Je propose à Marie et Alain de les prendre en photo devant leur nouveau camion. Ils posent avec leurs chiens. Alain a maigri et il a l’air préoccupé. Le camion est soigneusement aménagé tout en bois. Ça leur a pris plusieurs mois. Après la saison de l’année dernière, ils ont ouvert un squat à Lille. Les flics les ont ensuite expulsés et ils sont allé à la campagne, chez le parrain de Marie pour terminer l’aménagement du camion. Ils ont ensuite voyagé en Espagne avec le frère de Marie qui ne s’entendait plus du tout avec ses parents. Puis, ils ont atterri au village troglodyte d’Angers et le petit frère est resté là-bas. C’est un manuel, et on lui a rapidement trouvé du boulot au sein de cette communauté autogérée. C’est Marie qui conduit le camion parce qu’Alain n’a pas le permis. Marie a été prise dans une compagnie de théâtre, et elle remonte à Lille pour l’automne, après elle compte repartir avec Alain pour l’Autriche. Alain nous raconte qu’enfant, il s’amusait à débrancher les boîtiers électriques de sa ville natale et à éteindre ainsi petit à petit les lampadaires, plongeant les rues dans le noir, ce qui lui a valu un article dans le journal local.

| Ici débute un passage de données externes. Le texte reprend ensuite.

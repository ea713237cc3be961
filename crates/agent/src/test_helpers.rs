//! Shared test helpers for workflow tests.

use async_trait::async_trait;
use dossier_core::error::{ProviderError, ToolError};
use dossier_core::provider::TextGenerator;
use dossier_core::tool::{FieldSpec, ParsedArguments, ScalarCapability, StructuredCapability, ToolRegistry};
use std::sync::Mutex;
use std::time::Duration;

use crate::progress::{ProgressEvent, ProgressSink};

/// A generator that returns a sequence of scripted responses.
///
/// Each call returns the next response. Panics if more calls are made than
/// responses provided, unless built with [`ScriptedGenerator::repeating`].
pub struct ScriptedGenerator {
    responses: Vec<String>,
    repeat_last: bool,
    prompts: Mutex<Vec<String>>,
}

impl ScriptedGenerator {
    pub fn new(responses: Vec<&str>) -> Self {
        Self {
            responses: responses.into_iter().map(String::from).collect(),
            repeat_last: false,
            prompts: Mutex::new(Vec::new()),
        }
    }

    /// Always answers with the same text.
    pub fn repeating(response: &str) -> Self {
        Self {
            repeat_last: true,
            ..Self::new(vec![response])
        }
    }

    pub fn call_count(&self) -> usize {
        self.prompts.lock().unwrap().len()
    }

    /// Every prompt received, in order.
    pub fn prompts(&self) -> Vec<String> {
        self.prompts.lock().unwrap().clone()
    }
}

#[async_trait]
impl TextGenerator for ScriptedGenerator {
    async fn generate(&self, prompt: &str) -> Result<String, ProviderError> {
        let mut prompts = self.prompts.lock().unwrap();
        let index = prompts.len();
        prompts.push(prompt.to_string());

        if self.repeat_last {
            return Ok(self.responses.last().cloned().unwrap_or_default());
        }
        match self.responses.get(index) {
            Some(response) => Ok(response.clone()),
            None => panic!(
                "ScriptedGenerator: no more responses (call #{}, have {})",
                index,
                self.responses.len()
            ),
        }
    }
}

/// A generator whose every call takes `delay` before answering.
pub struct SlowGenerator {
    delay: Duration,
    response: String,
    calls: Mutex<usize>,
}

impl SlowGenerator {
    pub fn new(delay: Duration, response: &str) -> Self {
        Self {
            delay,
            response: response.into(),
            calls: Mutex::new(0),
        }
    }

    pub fn call_count(&self) -> usize {
        *self.calls.lock().unwrap()
    }
}

#[async_trait]
impl TextGenerator for SlowGenerator {
    async fn generate(&self, _prompt: &str) -> Result<String, ProviderError> {
        *self.calls.lock().unwrap() += 1;
        tokio::time::sleep(self.delay).await;
        Ok(self.response.clone())
    }
}

/// A generator that always fails with a network error.
pub struct FailingGenerator;

#[async_trait]
impl TextGenerator for FailingGenerator {
    async fn generate(&self, _prompt: &str) -> Result<String, ProviderError> {
        Err(ProviderError::Network("connection refused".into()))
    }
}

/// Collects progress events for inspection.
#[derive(Default)]
pub struct RecordingProgress {
    events: Mutex<Vec<ProgressEvent>>,
}

impl RecordingProgress {
    pub fn events(&self) -> Vec<ProgressEvent> {
        self.events.lock().unwrap().clone()
    }
}

impl ProgressSink for RecordingProgress {
    fn emit(&self, event: &ProgressEvent) {
        self.events.lock().unwrap().push(event.clone());
    }
}

/// `lookup` answers `record for <input>`.
pub struct LookupTool;

#[async_trait]
impl ScalarCapability for LookupTool {
    fn name(&self) -> &str {
        "lookup"
    }
    fn description(&self) -> &str {
        "Look up a company. Input: name"
    }
    async fn invoke(&self, input: &str) -> Result<serde_json::Value, ToolError> {
        Ok(serde_json::Value::String(format!("record for {input}")))
    }
}

/// `format` renders `<title>: <body>`.
pub struct FormatTool;

#[async_trait]
impl StructuredCapability for FormatTool {
    fn name(&self) -> &str {
        "format"
    }
    fn description(&self) -> &str {
        r#"Format a note. Input JSON: {"title": "t", "body": "b"}"#
    }
    fn fields(&self) -> Vec<FieldSpec> {
        vec![
            FieldSpec::required("title"),
            FieldSpec::optional("body", serde_json::json!("")),
        ]
    }
    async fn invoke(&self, arguments: ParsedArguments) -> Result<serde_json::Value, ToolError> {
        let title = arguments["title"].as_str().unwrap_or_default();
        let body = arguments["body"].as_str().unwrap_or_default();
        Ok(serde_json::Value::String(format!("{title}: {body}")))
    }
}

/// Registry with `lookup` (scalar) then `format` (structured).
pub fn test_registry() -> ToolRegistry {
    let mut registry = ToolRegistry::new();
    registry.register_scalar(LookupTool).unwrap();
    registry.register_structured(FormatTool).unwrap();
    registry
}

Théo dans le champs de blé des Pons avec son chien Couscous

Théo et Anne Charlotte ont également acheté un camion. Ils ont fait la saison d’hiver à garder les mômes des touristes qui s’amusent sur les pistes de ski. Théo raconte que les enfants pleurent en déformant leur visage et qu’il n’y a rien à faire pour les calmer. Toutes les semaines des nouveaux gamins qui pour certains ne parlaient pas français. Toutes les semaines des pleurs pendant trois jours. Fatigant. Ils préfèrent les prunes.

Le travail est au cœur de la discussion. Cécile se souvient du récit de son père, qui encore adolescent travaillait dans une usine de textile. Harcelé par son patron, il l’avait séquestré dans son bureau pour lui faire peur et se venger des sévices qu’il avait subis. 

Anne charlotte nous parle de ses deux parents qui travaillent comme cadres à la Poste. Elle y a bossé un peu à la maintenance informatique. Le job consistait à aider les employés par téléphone, à se servir de leurs ordinateurs. Elle y a passé des mois, assise dans un bureau pour des vieux qui le plus souvent ont juste oublié de brancher leur unité centrale. « Plus jamais ça, c’est de l’enfermement », dit-elle.





Anne-Charlotte et son chien Couscous
Nous en arrivons à parler des reportages de Tracks. Les Aristonards sont tous déçus, surtout par le commentaire du deuxième épisode, où la voix-off dit qu’ils partent aux saisons pour « faire leur 35 heures annuelles ». Ils trouvent cela injuste. Avec Maya, nous leur expliquons que ces commentaires ne sont pas de nous. La rédaction, pour faire de l’humour, en arrive parfois à diffuser de fausses informations. Je leur raconte que je suis en cours de production d’un film d’une heure qui permettra d’aborder le sujet de manière plus approfondie. Nous nous quittons tous avec le sourire. Les Aristonards seront, je l’espère, dans le film documentaire. Qui sait si au moment du tournage à venir, ils seront toujours ensemble. Le temps file à une telle allure pour eux.